The witch hunt against Roundup started with the environmental Luddites who are opposed in principle to large scale, technology intensive production agriculture -- and a lot of that came originally from the Europeans who were desperately seeking non-tariff trade barriers to allow European microfarms to stay in business vs. modern agriculture in the U.S., Canada, Australia, Argentina, Brazil, and the Ukraine.
Buy a clue. You don't lease a new $400,000 combine every three years to farm 20 acres. So how does the 20 acre gardener stay in business and earn a decent living against modern production agriculture? Answer: the same way a home woodworking enthusiast who makes furniture, or the people who enjoy hand weaving on old fashioned looms, or mechanically minded tinkerers who would like to build cars in a machine shed in back might stay in business: suppression of the competition and massive subsidies, if anyone were fool enough to arrange an entire economy that way. (Ooooh, just think of all the jobs! Bernie Sanders is sold.) Let's hear it for artisanal production!!!!
The WTO limited trade distorting tariffs on agricultural products. But France, the UK, etc. don't have production agriculture as we understand it. They have landscape gardening programs that produce food on the side. They can get reasonably high yields because farmers can intensively cultivate their little 20-40 acre truck gardens, but they can't live on that. They live on government subsidies under the EU's common agricultural program in which they are paid for providing "social benefits" such as scenic hedgerows, stone walls dividing tiny plots, lots of weed and insect habitat, etc.
Try restructuring Iowa and Nebraska around 20-40 acre hobby farms. Yes, that would provide lots of employment as we restored a premodern peasant class. But then we would have to pay them massive social benefits welfare benefits to give them a middle class life. You can't have cute Swiss cows grazing on picturesque Swiss mountainsides if Swiss farmers had to compete with Wisconsin and Iowa. So: how could they keep the evil Americans out?
The solution: for a start, turn Roundup into a boogeyman and demonize Monsanto. The first wave of GMO crops were grains genetically modified to be Roundup tolerant. Farmers could shift to low-till and no-till farming systems (which reduce passes over the field, slash fuel consumption, help prevent soil erosion, and improve moisture retention). Plant the GMO corn and soybeans. When plants started to emerge, spray the field with Roundup, which kills all the weeds while the corn and soybeans thrive. That also eliminates a lot of insect habitat. It boosts productivity all around. Farmers in the U.S. aren't paid for providing insect habitat. Farmers in the EU are. Everything flows from that. The radical, anti-modern agriculture enviros ate that up because almost no environmental activists have ever done a lick of real work (let alone spend all day every day doing drudge labor in the fields), and they have consistently lied through their teeth about every imaginary hobgoblin they can conjure up.
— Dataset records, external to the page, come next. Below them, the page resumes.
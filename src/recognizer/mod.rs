//! Bridge to the external speech recognizer
//!
//! The session only needs to ask the recognizer to start and stop; the
//! transcript updates themselves come back through the session driver.
//! The daemon's implementation broadcasts start/stop commands to
//! recognizer processes attached over IPC.

use std::sync::atomic::{AtomicBool, AtomicUsize, Ordering};
use std::sync::Arc;

use serde::{Deserialize, Serialize};
use tokio::sync::broadcast;
use tracing::{debug, info, warn};

/// Errors reported by a recognition channel when asked to start
#[derive(Debug, Clone, PartialEq, Eq, thiserror::Error)]
pub enum ChannelError {
    #[error("speech recognizer unavailable: {0}")]
    Unavailable(String),

    #[error("speech recognizer is already in use")]
    Busy,
}

/// The audio/recognition channel a session drives
pub trait RecognitionChannel: Send {
    /// Ask the recognizer to begin streaming transcript updates
    fn request_start(&mut self) -> Result<(), ChannelError>;

    /// Ask the recognizer to stop; called at most once per successful start
    fn request_stop(&mut self);
}

impl<C: RecognitionChannel + ?Sized> RecognitionChannel for Box<C> {
    fn request_start(&mut self) -> Result<(), ChannelError> {
        (**self).request_start()
    }

    fn request_stop(&mut self) {
        (**self).request_stop()
    }
}

/// Commands pushed to attached recognizer processes
#[derive(Debug, Clone, Copy, PartialEq, Eq, Serialize, Deserialize)]
#[serde(rename_all = "snake_case")]
pub enum ChannelCommand {
    Start,
    Stop,
}

struct Shared {
    attached: AtomicUsize,
    held: AtomicBool,
    command_tx: broadcast::Sender<ChannelCommand>,
}

/// Recognition channel backed by a broadcast of [`ChannelCommand`]s
///
/// Starting fails while no recognizer is attached, and while another
/// session still holds the channel.
#[derive(Clone)]
pub struct BroadcastRecognizer {
    shared: Arc<Shared>,
}

impl BroadcastRecognizer {
    pub fn new() -> Self {
        let (command_tx, _) = broadcast::channel(16);
        Self {
            shared: Arc::new(Shared {
                attached: AtomicUsize::new(0),
                held: AtomicBool::new(false),
                command_tx,
            }),
        }
    }

    /// Register a recognizer; it stays attached until the handle is dropped
    pub fn attach(&self) -> RecognizerAttachment {
        let rx = self.shared.command_tx.subscribe();
        let count = self.shared.attached.fetch_add(1, Ordering::SeqCst) + 1;
        info!(attached = count, "recognizer attached");
        RecognizerAttachment {
            rx,
            shared: Arc::clone(&self.shared),
        }
    }

    /// Number of currently attached recognizers
    pub fn attached(&self) -> usize {
        self.shared.attached.load(Ordering::SeqCst)
    }

    /// Whether a session currently holds the channel
    pub fn is_held(&self) -> bool {
        self.shared.held.load(Ordering::SeqCst)
    }
}

impl Default for BroadcastRecognizer {
    fn default() -> Self {
        Self::new()
    }
}

impl RecognitionChannel for BroadcastRecognizer {
    fn request_start(&mut self) -> Result<(), ChannelError> {
        if self.attached() == 0 {
            return Err(ChannelError::Unavailable("no recognizer attached".to_string()));
        }
        if self.shared.held.swap(true, Ordering::SeqCst) {
            return Err(ChannelError::Busy);
        }

        if self.shared.command_tx.send(ChannelCommand::Start).is_err() {
            self.shared.held.store(false, Ordering::SeqCst);
            return Err(ChannelError::Unavailable(
                "recognizer detached before start".to_string(),
            ));
        }

        debug!("recognizer start requested");
        Ok(())
    }

    fn request_stop(&mut self) {
        if !self.shared.held.swap(false, Ordering::SeqCst) {
            return;
        }
        if self.shared.command_tx.send(ChannelCommand::Stop).is_err() {
            warn!("no recognizer listening for stop");
        } else {
            debug!("recognizer stop requested");
        }
    }
}

/// An attached recognizer's command feed
pub struct RecognizerAttachment {
    rx: broadcast::Receiver<ChannelCommand>,
    shared: Arc<Shared>,
}

impl RecognizerAttachment {
    /// Wait for the next start/stop command
    pub async fn recv(&mut self) -> Result<ChannelCommand, broadcast::error::RecvError> {
        self.rx.recv().await
    }
}

impl Drop for RecognizerAttachment {
    fn drop(&mut self) {
        let count = self.shared.attached.fetch_sub(1, Ordering::SeqCst) - 1;
        info!(attached = count, "recognizer detached");
    }
}

#[cfg(test)]
mod tests {
    use super::*;

    #[test]
    fn test_start_without_recognizer_is_unavailable() {
        let mut channel = BroadcastRecognizer::new();
        assert!(matches!(
            channel.request_start(),
            Err(ChannelError::Unavailable(_))
        ));
        assert!(!channel.is_held());
    }

    #[tokio::test]
    async fn test_start_and_stop_reach_recognizer() {
        let mut channel = BroadcastRecognizer::new();
        let mut attachment = channel.attach();

        channel.request_start().unwrap();
        assert!(channel.is_held());
        assert_eq!(attachment.recv().await.unwrap(), ChannelCommand::Start);

        channel.request_stop();
        assert!(!channel.is_held());
        assert_eq!(attachment.recv().await.unwrap(), ChannelCommand::Stop);
    }

    #[test]
    fn test_channel_is_exclusive() {
        let mut first = BroadcastRecognizer::new();
        let mut second = first.clone();
        let _attachment = first.attach();

        first.request_start().unwrap();
        assert_eq!(second.request_start(), Err(ChannelError::Busy));

        first.request_stop();
        assert!(second.request_start().is_ok());
    }

    #[test]
    fn test_stop_without_start_is_noop() {
        let mut channel = BroadcastRecognizer::new();
        let _attachment = channel.attach();
        channel.request_stop();
        assert!(!channel.is_held());
    }

    #[test]
    fn test_detach_on_drop() {
        let channel = BroadcastRecognizer::new();
        let attachment = channel.attach();
        assert_eq!(channel.attached(), 1);
        drop(attachment);
        assert_eq!(channel.attached(), 0);
    }

    #[test]
    fn test_command_serialization() {
        let json = serde_json::to_string(&ChannelCommand::Start).unwrap();
        assert_eq!(json, "\"start\"");
    }
}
They get away with it because the press is incompetent, corrupt, ideologically driven, and lazy.
And then the lawyers step in to monetize the lies. That's lawfare.
What are you, a poison pusher by profession?
Most of the developed world manages to feed itself with significantly less poisoning and distortion of its food supply.
We’ve gone way overboard and do need to pull back significantly from the chemical monoculture approach that has so degraded our farmland—and our people.
Thanks.
L
The average size of a French farm is 170 acres, less than half the U.S. average of 464 acres. That size is comparable to those of farms in Ohio (171 acres) or Virginia (187 acres). French farms are larger than the average for England (123 acres), the Netherlands (79 acres) or Ireland (104 acres). France remains self-sufficient in food production, although the French farmers are plagued by the "green" regulations stemming from Paris and Brussels.